Speeding up the Neo4j import
Hi Daniel,
What was the reasoning behind importing the nodes and edges of the hetnet using the py2neo interface? I'm finding that the import process is quite slow even for small sized networks, and was wondering whether I should look into the batch CSV import that neo4j comes with.
From my experiments it seems like importing 20000 nodes and 22000 edges into neo4j with the current code takes roughly 45 minutes on an AWS instance with 8 cores and 32 GB RAM. At this speed it would basically take forever to load the entire network, so I'm wondering if I'm missing anything here.
Best, Toby
At this speed it would basically take forever to load the entire network, so I'm wondering if I'm missing anything here.
Yeah it took ~10 hours.
I'm finding that the import process is quite slow even for small sized networks, and was wondering whether I should look into the batch CSV import that neo4j comes with.
I personally didn't spend too much time optimizing because I didn't plan on running this Neo4j import step too often. If you're running it a lot, you may want to look into solutions.

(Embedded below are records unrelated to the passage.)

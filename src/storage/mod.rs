//! Storage abstractions for generated crawl-control files.
//!
//! A static build writes the three generator outputs under one root:
//!
//! ```text
//! public/
//! ├── robots.txt            # Robots policy
//! ├── sitemap.xml           # urlset for indexable routes
//! └── head/                 # <head> fragments per protected subtree
//!     └── panel/
//!         ├── bookings.html
//!         ├── services.html
//!         └── settings.html
//! ```

pub mod local;

use async_trait::async_trait;
use chrono::{DateTime, Utc};

use crate::error::Result;

// Re-export for convenience
pub use local::LocalStorage;

/// Metadata about one build write.
#[derive(Debug, Clone)]
pub struct WriteMetadata {
    /// Keys written, relative to the storage root
    pub written: Vec<String>,
    /// Total bytes written
    pub bytes: usize,
    /// Timestamp of the write
    pub timestamp: DateTime<Utc>,
}

/// Trait for build output backends.
#[async_trait]
pub trait OutputStorage: Send + Sync {
    /// Write a file, replacing any previous version atomically.
    async fn write_bytes(&self, key: &str, bytes: &[u8]) -> Result<()>;

    /// Read a file, returning `None` when it does not exist.
    async fn read_bytes(&self, key: &str) -> Result<Option<Vec<u8>>>;

    /// Human-readable location of a key, for logs.
    fn location(&self, key: &str) -> String;
}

The problem with the batch TSV import is that TSV's are bad at representing properties that only exist for a single node or relationship type. However, if you don't care about properties (besides name which every node has), you could use the TSV import. Or perhaps you can make a TSV where missing values don't get written as properties. Or make several TSVs (one for each node and relationship type). Looking at the import tool doc, this could be the way to go.
Ah now I remember another reason I didn't use the import tool. I don't think I was able to fully automate the import... i.e. there was network specific commands that had to be written... therefore it would decrease the versatility of the code. I wanted hetio to work for any hetnet, not just Hetionet. Not sure if it's now possible to use the import tool for any hetio network.
If you want to use the import tool, the Hetionet TSVs could be a good place to start and get benchmarks.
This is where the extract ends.